__YOUR OBJECTIVE__: Reproduce exactly the lines below from the one containing "Some(DESCRIPTION_FIELD) => match" through the one containing "let Some((file_name, size))", including both, and nothing else.

__INPUT__:
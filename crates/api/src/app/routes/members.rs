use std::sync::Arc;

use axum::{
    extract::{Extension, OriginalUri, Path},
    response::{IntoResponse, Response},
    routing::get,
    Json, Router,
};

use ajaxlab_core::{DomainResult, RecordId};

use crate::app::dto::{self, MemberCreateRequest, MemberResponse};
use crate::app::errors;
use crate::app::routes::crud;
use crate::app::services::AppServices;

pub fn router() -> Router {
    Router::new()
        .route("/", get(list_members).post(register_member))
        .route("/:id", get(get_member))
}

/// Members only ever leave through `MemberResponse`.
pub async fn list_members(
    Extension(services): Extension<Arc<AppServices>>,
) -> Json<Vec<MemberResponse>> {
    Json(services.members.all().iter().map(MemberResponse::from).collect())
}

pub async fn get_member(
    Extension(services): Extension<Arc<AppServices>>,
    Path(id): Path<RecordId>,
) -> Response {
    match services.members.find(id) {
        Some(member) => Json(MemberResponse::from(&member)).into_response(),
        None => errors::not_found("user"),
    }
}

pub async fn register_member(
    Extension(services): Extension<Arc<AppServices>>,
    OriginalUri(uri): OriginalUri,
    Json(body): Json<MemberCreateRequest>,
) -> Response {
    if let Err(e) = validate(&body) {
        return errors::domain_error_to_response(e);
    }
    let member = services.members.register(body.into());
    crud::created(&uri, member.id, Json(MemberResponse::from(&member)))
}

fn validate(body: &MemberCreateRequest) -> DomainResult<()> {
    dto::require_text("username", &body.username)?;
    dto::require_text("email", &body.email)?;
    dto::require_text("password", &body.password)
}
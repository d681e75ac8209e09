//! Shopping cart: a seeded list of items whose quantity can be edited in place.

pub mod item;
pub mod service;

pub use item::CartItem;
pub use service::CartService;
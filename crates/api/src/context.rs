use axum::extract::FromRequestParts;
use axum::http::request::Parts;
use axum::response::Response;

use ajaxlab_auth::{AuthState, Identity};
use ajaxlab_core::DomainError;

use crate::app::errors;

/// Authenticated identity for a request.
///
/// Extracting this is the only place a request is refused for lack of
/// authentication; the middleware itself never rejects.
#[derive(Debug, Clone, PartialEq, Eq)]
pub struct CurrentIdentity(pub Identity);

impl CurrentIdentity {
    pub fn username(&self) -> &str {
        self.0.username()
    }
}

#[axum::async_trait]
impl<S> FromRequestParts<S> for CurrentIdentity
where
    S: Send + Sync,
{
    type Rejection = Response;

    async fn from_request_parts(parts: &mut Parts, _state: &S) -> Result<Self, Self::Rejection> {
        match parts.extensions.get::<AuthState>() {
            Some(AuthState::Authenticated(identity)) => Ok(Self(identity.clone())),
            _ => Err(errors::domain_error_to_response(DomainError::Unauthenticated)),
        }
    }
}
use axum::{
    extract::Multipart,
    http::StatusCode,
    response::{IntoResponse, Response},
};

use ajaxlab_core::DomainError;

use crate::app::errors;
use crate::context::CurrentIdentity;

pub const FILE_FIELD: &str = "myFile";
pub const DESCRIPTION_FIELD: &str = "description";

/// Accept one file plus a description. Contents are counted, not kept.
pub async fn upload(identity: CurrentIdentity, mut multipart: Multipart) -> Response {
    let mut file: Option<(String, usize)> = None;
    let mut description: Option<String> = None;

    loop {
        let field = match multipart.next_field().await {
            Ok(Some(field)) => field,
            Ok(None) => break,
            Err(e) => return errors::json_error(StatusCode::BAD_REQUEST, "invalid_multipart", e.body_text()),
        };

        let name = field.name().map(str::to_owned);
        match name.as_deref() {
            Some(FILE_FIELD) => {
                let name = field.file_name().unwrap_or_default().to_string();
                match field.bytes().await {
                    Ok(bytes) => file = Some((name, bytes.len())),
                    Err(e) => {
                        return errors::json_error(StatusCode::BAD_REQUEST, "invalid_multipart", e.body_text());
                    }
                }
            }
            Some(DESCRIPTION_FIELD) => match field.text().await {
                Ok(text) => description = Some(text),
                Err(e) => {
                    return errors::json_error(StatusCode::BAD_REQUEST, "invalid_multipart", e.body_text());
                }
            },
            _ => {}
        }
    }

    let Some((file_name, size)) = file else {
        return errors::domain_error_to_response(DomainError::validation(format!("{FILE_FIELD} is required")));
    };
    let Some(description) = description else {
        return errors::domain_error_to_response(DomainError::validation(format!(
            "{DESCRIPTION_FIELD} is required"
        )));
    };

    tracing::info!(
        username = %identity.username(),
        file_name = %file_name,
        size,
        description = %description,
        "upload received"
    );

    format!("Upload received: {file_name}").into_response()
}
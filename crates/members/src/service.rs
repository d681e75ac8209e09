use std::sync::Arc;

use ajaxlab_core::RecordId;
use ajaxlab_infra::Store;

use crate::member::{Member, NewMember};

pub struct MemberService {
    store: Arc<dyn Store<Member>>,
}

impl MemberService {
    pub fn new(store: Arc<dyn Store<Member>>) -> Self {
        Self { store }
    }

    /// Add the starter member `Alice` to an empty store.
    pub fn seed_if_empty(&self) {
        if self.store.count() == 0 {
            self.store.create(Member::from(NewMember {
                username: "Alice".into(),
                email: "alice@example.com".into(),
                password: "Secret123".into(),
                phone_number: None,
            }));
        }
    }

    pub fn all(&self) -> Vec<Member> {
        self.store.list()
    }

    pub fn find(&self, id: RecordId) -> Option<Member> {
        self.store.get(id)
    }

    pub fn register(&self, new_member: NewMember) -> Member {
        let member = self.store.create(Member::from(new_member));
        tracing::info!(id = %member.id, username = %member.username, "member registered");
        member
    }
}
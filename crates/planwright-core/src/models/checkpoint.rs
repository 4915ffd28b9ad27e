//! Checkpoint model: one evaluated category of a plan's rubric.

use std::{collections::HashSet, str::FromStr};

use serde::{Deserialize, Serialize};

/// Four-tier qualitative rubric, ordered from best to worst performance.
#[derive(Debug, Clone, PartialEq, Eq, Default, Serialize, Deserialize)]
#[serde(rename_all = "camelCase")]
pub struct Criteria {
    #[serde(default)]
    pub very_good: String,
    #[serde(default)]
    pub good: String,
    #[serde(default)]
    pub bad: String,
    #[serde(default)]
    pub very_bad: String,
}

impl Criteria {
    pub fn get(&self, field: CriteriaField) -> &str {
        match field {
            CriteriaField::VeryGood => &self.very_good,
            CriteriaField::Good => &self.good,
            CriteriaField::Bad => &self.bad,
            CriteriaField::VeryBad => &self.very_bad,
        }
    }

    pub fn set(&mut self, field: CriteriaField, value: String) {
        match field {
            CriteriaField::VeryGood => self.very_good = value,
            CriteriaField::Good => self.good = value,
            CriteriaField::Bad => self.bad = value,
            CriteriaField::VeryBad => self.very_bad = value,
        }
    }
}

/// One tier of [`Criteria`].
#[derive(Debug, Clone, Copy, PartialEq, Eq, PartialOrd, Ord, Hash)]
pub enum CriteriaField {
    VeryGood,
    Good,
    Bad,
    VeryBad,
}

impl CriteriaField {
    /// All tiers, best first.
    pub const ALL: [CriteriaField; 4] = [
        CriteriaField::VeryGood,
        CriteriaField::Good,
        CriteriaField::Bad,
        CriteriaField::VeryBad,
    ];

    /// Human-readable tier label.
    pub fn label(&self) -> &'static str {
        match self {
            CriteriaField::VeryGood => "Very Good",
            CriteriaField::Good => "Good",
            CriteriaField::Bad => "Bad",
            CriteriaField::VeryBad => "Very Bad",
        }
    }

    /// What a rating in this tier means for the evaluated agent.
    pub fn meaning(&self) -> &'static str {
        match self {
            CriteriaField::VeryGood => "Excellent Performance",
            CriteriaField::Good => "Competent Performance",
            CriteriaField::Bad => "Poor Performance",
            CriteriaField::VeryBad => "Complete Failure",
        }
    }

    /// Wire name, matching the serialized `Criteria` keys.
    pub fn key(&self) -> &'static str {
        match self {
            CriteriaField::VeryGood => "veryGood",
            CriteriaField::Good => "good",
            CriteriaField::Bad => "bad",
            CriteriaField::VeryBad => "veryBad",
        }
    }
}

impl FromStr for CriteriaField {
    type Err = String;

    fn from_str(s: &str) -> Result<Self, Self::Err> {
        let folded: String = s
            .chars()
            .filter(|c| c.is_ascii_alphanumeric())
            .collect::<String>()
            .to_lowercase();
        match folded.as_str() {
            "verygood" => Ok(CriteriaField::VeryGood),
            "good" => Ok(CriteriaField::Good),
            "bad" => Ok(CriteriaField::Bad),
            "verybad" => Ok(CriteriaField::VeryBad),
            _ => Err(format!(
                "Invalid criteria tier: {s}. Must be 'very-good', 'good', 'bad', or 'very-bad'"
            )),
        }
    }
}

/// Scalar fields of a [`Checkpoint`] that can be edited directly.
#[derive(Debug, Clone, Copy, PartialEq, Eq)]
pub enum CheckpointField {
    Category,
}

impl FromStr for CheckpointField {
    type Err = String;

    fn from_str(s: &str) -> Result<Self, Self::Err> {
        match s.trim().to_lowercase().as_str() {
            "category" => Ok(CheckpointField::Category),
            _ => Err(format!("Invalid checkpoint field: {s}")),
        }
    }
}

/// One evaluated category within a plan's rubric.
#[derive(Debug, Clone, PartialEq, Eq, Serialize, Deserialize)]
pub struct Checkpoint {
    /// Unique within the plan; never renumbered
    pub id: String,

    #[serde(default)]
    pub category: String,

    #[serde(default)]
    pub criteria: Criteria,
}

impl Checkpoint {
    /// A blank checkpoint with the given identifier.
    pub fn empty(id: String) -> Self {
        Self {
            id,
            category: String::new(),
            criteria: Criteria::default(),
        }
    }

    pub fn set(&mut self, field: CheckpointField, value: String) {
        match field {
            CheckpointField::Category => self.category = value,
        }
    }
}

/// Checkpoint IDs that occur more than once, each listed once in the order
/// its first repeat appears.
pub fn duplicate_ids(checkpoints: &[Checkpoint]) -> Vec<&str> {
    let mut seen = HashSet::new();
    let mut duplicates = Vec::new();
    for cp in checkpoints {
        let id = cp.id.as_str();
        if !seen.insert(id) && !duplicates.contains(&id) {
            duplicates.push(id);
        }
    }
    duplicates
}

__ANSWER SPACE__:
            Some(DESCRIPTION_FIELD) => match field.text().await {
                Ok(text) => description = Some(text),
                Err(e) => {
                    return errors::json_error(StatusCode::BAD_REQUEST, "invalid_multipart", e.body_text());
                }
            },
            _ => {}
        }
    }

    let Some((file_name, size)) = file else {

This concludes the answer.